Num espaço rectangular desenha-se um corredor central, com cerca de um metro de largura, onde está colocado o chinês. Este só pode deslocar-se no corredor e não pode sair de lá. Todas as outras crianças, pelo menos dez, estão colocadas num extremo do campo.

Ao sinal do professor essas crianças atravessam o campo de um lado para o outro, por cima do corredor, tentando não ser tocadas pelo chinês. Este, deslocando-se de um lado para o outro, tenta tocar nelas e coloca-as no corredor, formando um muro. O muro serve apenas para diminuir a largura do terreno, de modo a dificultar a passagem às outras crianças que não foram ainda tocadas. O chinês pode encostar as crianças apanhadas ou dispersá-las pelo corredor. As crianças tocadas e colocadas no muro, permanecem imóveis, não podendo tocar ou prender as outras.

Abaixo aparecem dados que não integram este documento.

//! UF2 container decoding
//!
//! A UF2 file is a sequence of self-describing 512-byte blocks:
//!
//! ```text
//!   0  magic0 (0x0A324655)     16  payload size
//!   4  magic1 (0x9E5D5157)     20  block number
//!   8  flags                   24  total blocks
//!  12  target address          28  file size / family ID
//!  32  payload, then extension tags (when flagged)
//! 508  final magic (0x0AB16F30)
//! ```
//!
//! [`Uf2Image::ranges`] merges contiguous main-flash blocks into address
//! ranges and turns reboot extension blocks into reboot markers.

use std::borrow::Cow;
use std::slice::Chunks;

use bitflags::bitflags;
use zerocopy::byteorder::{LittleEndian, U32};
use zerocopy::{FromBytes, Immutable, KnownLayout};

use super::{AddressRange, ImageError, RangeSource, Ranges};

/// Size of every UF2 block
pub const BLOCK_SIZE: usize = 512;
/// Size of the fixed block header
pub const HEADER_SIZE: usize = 32;
/// Largest payload a block may carry
pub const MAX_PAYLOAD_SIZE: usize = BLOCK_SIZE - HEADER_SIZE - 4;

/// First magic number, "UF2\n"
pub const MAGIC_START0: u32 = 0x0A32_4655;
/// Second magic number
pub const MAGIC_START1: u32 = 0x9E5D_5157;
/// Magic number closing every block
pub const MAGIC_END: u32 = 0x0AB1_6F30;

/// Firmware version string
pub const VERSION_EXTENSION_TAG: u32 = 0x9F_C7BC;
/// Device description string
pub const DEVICE_EXTENSION_TAG: u32 = 0x65_0D9D;
/// Reboot marker carrying the restart address
pub const REBOOT_EXTENSION_TAG: u32 = 0xE6_0835;

bitflags! {
    /// UF2 block flags
    #[derive(Debug, Clone, Copy, PartialEq, Eq)]
    pub struct Uf2Flags: u32 {
        /// Block is not meant for main flash
        const NOT_MAIN_FLASH = 0x0000_0001;
        /// Block is part of a file container
        const FILE_CONTAINER = 0x0000_1000;
        /// The file size field holds a family ID
        const FAMILY_ID_PRESENT = 0x0000_2000;
        /// Block carries an MD5 checksum
        const MD5_CHECKSUM_PRESENT = 0x0000_4000;
        /// Extension tags follow the payload
        const EXTENSION_TAGS_PRESENT = 0x0000_8000;
    }
}

#[repr(C)]
#[derive(FromBytes, KnownLayout, Immutable)]
struct Uf2Header {
    magic_start0: U32<LittleEndian>,
    magic_start1: U32<LittleEndian>,
    flags: U32<LittleEndian>,
    target_addr: U32<LittleEndian>,
    payload_size: U32<LittleEndian>,
    block_no: U32<LittleEndian>,
    num_blocks: U32<LittleEndian>,
    file_size: U32<LittleEndian>,
}

/// Check whether `data` starts like a UF2 file
///
/// Only the first magic number is inspected; full validation happens while
/// iterating ranges.
pub fn is_uf2(data: &[u8]) -> bool {
    data.get(..4)
        .map(|magic| magic == MAGIC_START0.to_le_bytes())
        .unwrap_or(false)
}

/// One extension tag of a block
#[derive(Debug, Clone, Copy, PartialEq, Eq)]
pub struct Uf2Extension<'a> {
    /// 24-bit tag
    pub tag: u32,
    /// Tag payload, without header or padding
    pub payload: &'a [u8],
}

/// A decoded UF2 block borrowing from the file
#[derive(Debug, Clone, PartialEq, Eq)]
pub struct Uf2Block<'a> {
    /// Block flags
    pub flags: Uf2Flags,
    /// Device address of the payload
    pub target_addr: u32,
    /// Sequential block number
    pub block_no: u32,
    /// Total number of blocks in the file
    pub num_blocks: u32,
    /// File size, or family ID when [`Uf2Flags::FAMILY_ID_PRESENT`] is set
    pub file_size: u32,
    /// Payload bytes
    pub payload: &'a [u8],
    /// Extension tags following the payload
    pub extensions: Vec<Uf2Extension<'a>>,
}

impl<'a> Uf2Block<'a> {
    /// Decode and check one block
    ///
    /// `index` is only used to label errors.
    pub fn decode(index: usize, data: &'a [u8]) -> Result<Self, ImageError> {
        if data.len() != BLOCK_SIZE {
            return Err(ImageError::Truncated {
                block: index,
                len: data.len(),
            });
        }

        let (header, _) =
            Uf2Header::ref_from_prefix(data).map_err(|_| ImageError::Truncated {
                block: index,
                len: data.len(),
            })?;
        let magic_end = U32::<LittleEndian>::read_from_bytes(&data[BLOCK_SIZE - 4..])
            .map_err(|_| ImageError::Truncated {
                block: index,
                len: data.len(),
            })?
            .get();
        if header.magic_start0.get() != MAGIC_START0
            || header.magic_start1.get() != MAGIC_START1
            || magic_end != MAGIC_END
        {
            return Err(ImageError::BadMagic { block: index });
        }

        let payload_size = header.payload_size.get();
        if payload_size as usize > MAX_PAYLOAD_SIZE {
            return Err(ImageError::PayloadTooLarge {
                block: index,
                size: payload_size,
            });
        }

        let target_addr = header.target_addr.get();
        if target_addr as u64 + payload_size as u64 > 1 << 32 {
            return Err(ImageError::AddressOverflow {
                block: index,
                address: target_addr,
            });
        }

        let flags = Uf2Flags::from_bits_retain(header.flags.get());
        let payload_end = HEADER_SIZE + payload_size as usize;
        let extensions = if flags.contains(Uf2Flags::EXTENSION_TAGS_PRESENT) {
            decode_extensions(index, data, payload_end)?
        } else {
            Vec::new()
        };

        Ok(Uf2Block {
            flags,
            target_addr,
            block_no: header.block_no.get(),
            num_blocks: header.num_blocks.get(),
            file_size: header.file_size.get(),
            payload: &data[HEADER_SIZE..payload_end],
            extensions,
        })
    }

    /// Whether the payload targets main flash
    pub fn is_main_flash(&self) -> bool {
        !self.flags.contains(Uf2Flags::NOT_MAIN_FLASH)
    }

    /// Family ID, if the block carries one
    pub fn family_id(&self) -> Option<u32> {
        self.flags
            .contains(Uf2Flags::FAMILY_ID_PRESENT)
            .then_some(self.file_size)
    }

    /// Find an extension by tag
    pub fn extension(&self, tag: u32) -> Option<&Uf2Extension<'a>> {
        self.extensions.iter().find(|ext| ext.tag == tag)
    }

    /// Whether this block is a reboot marker
    pub fn is_reboot_block(&self) -> bool {
        !self.is_main_flash() && self.extension(REBOOT_EXTENSION_TAG).is_some()
    }

    /// Restart address carried by the reboot extension
    pub fn reboot_address(&self) -> Option<u32> {
        let payload = self.extension(REBOOT_EXTENSION_TAG)?.payload;
        Some(U32::<LittleEndian>::read_from_bytes(payload).ok()?.get())
    }

    /// Device description extension, if present and valid UTF-8
    pub fn device_description(&self) -> Option<&'a str> {
        self.extension_str(DEVICE_EXTENSION_TAG)
    }

    /// Version description extension, if present and valid UTF-8
    pub fn version_description(&self) -> Option<&'a str> {
        self.extension_str(VERSION_EXTENSION_TAG)
    }

    fn extension_str(&self, tag: u32) -> Option<&'a str> {
        let ext = self.extension(tag)?;
        std::str::from_utf8(ext.payload).ok()
    }
}

/// Decode the extension tag area starting at `offset`
///
/// Each tag starts with a little-endian header: length in the low byte
/// (header included), tag in the upper 24 bits. Tags are padded to 4 bytes
/// and a zero header ends the list.
fn decode_extensions(
    index: usize,
    block: &[u8],
    mut offset: usize,
) -> Result<Vec<Uf2Extension<'_>>, ImageError> {
    let area_end = BLOCK_SIZE - 4;
    let mut extensions = Vec::new();

    // Tags are aligned within the block
    offset = offset.next_multiple_of(4);

    while offset + 4 <= area_end {
        let hdr = U32::<LittleEndian>::read_from_bytes(&block[offset..offset + 4])
            .map_err(|_| ImageError::BadExtension {
                block: index,
                offset,
            })?
            .get();
        if hdr == 0 {
            break;
        }

        let len = (hdr & 0xFF) as usize;
        let tag = hdr >> 8;
        // A reboot tag must carry exactly one address
        if len < 4 || offset + len > area_end || (tag == REBOOT_EXTENSION_TAG && len != 8) {
            return Err(ImageError::BadExtension {
                block: index,
                offset,
            });
        }

        extensions.push(Uf2Extension {
            tag,
            payload: &block[offset + 4..offset + len],
        });
        offset += len.next_multiple_of(4);
    }

    Ok(extensions)
}

/// A UF2 file
#[derive(Debug, Clone, Copy)]
pub struct Uf2Image<'a> {
    data: &'a [u8],
}

impl<'a> Uf2Image<'a> {
    /// Wrap UF2 file contents; nothing is decoded until iteration
    pub fn new(data: &'a [u8]) -> Self {
        Self { data }
    }

    /// Number of blocks in the file, counting a truncated trailing one
    pub fn block_count(&self) -> usize {
        self.data.len().div_ceil(BLOCK_SIZE)
    }

    /// Decode every block in order
    pub fn blocks(&self) -> impl Iterator<Item = Result<Uf2Block<'a>, ImageError>> + 'a {
        self.data
            .chunks(BLOCK_SIZE)
            .enumerate()
            .map(|(index, data)| Uf2Block::decode(index, data))
    }

    /// Iterate address ranges without boxing
    pub fn iter_ranges(&self) -> Uf2Ranges<'a> {
        Uf2Ranges {
            blocks: self.data.chunks(BLOCK_SIZE),
            index: 0,
            block_count: self.block_count(),
            family_id: None,
            pending: None,
            queued: None,
            failed: false,
        }
    }
}

impl<'a> RangeSource<'a> for Uf2Image<'a> {
    fn ranges(&self) -> Ranges<'a> {
        Box::new(self.iter_ranges())
    }

    fn format(&self) -> &'static str {
        "UF2"
    }
}

/// Lazy iterator over the address ranges of a UF2 file
///
/// Stops after yielding the first error.
pub struct Uf2Ranges<'a> {
    blocks: Chunks<'a, u8>,
    index: usize,
    block_count: usize,
    family_id: Option<u32>,
    /// Range being extended by contiguous blocks
    pending: Option<AddressRange<'a>>,
    /// Reboot marker to hand out after `pending`
    queued: Option<AddressRange<'a>>,
    failed: bool,
}

impl<'a> Uf2Ranges<'a> {
    fn next_block(&mut self) -> Option<Result<Uf2Block<'a>, ImageError>> {
        let data = self.blocks.next()?;
        let index = self.index;
        self.index += 1;
        Some(self.check(index, data))
    }

    fn check(&mut self, index: usize, data: &'a [u8]) -> Result<Uf2Block<'a>, ImageError> {
        let block = Uf2Block::decode(index, data)?;

        if block.block_no as usize != index {
            return Err(ImageError::OutOfSequence {
                block: index,
                block_no: block.block_no,
            });
        }
        if block.num_blocks as usize != self.block_count {
            return Err(ImageError::BlockCountMismatch {
                block: index,
                declared: block.num_blocks,
                actual: self.block_count,
            });
        }
        if let Some(found) = block.family_id() {
            match self.family_id {
                Some(expected) if expected != found => {
                    return Err(ImageError::FamilyMismatch {
                        block: index,
                        expected,
                        found,
                    });
                }
                Some(_) => {}
                None => self.family_id = Some(found),
            }
        }

        Ok(block)
    }
}

impl<'a> Iterator for Uf2Ranges<'a> {
    type Item = Result<AddressRange<'a>, ImageError>;

    fn next(&mut self) -> Option<Self::Item> {
        if self.failed {
            return None;
        }
        if let Some(marker) = self.queued.take() {
            return Some(Ok(marker));
        }

        while let Some(block) = self.next_block() {
            let block = match block {
                Ok(block) => block,
                Err(e) => {
                    self.failed = true;
                    self.pending = None;
                    return Some(Err(e));
                }
            };

            if block.is_reboot_block() {
                let marker = AddressRange {
                    start_address: block.target_addr,
                    payload: Cow::Borrowed(block.payload),
                    reboot_address: block.reboot_address(),
                };
                log::trace!(
                    "UF2 block {}: reboot marker at 0x{:08X}",
                    block.block_no,
                    block.target_addr
                );
                return match self.pending.take() {
                    Some(range) => {
                        self.queued = Some(marker);
                        Some(Ok(range))
                    }
                    None => Some(Ok(marker)),
                };
            }

            if !block.is_main_flash() || block.payload.is_empty() {
                log::trace!("UF2 block {}: skipped", block.block_no);
                continue;
            }

            match self.pending.as_mut() {
                Some(range) if range.end_exclusive() == block.target_addr as u64 => {
                    range.payload.to_mut().extend_from_slice(block.payload);
                }
                _ => {
                    let range = AddressRange::new(block.target_addr, block.payload);
                    if let Some(done) = self.pending.replace(range) {
                        return Some(Ok(done));
                    }
                }
            }
        }

        self.pending.take().map(Ok)
    }
}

O professor vai dando sinal para a passagem das crianças de um lado para o outro do campo. Esta passagem vai sendo cada vez mais difícil, pois o muro será cada vez maior. A última criança a ser apanhada é a vencedora e será o próximo chinês. Se alguma criança, ao fim de certo tempo, não passar para o outro lado, vai automaticamente para o muro.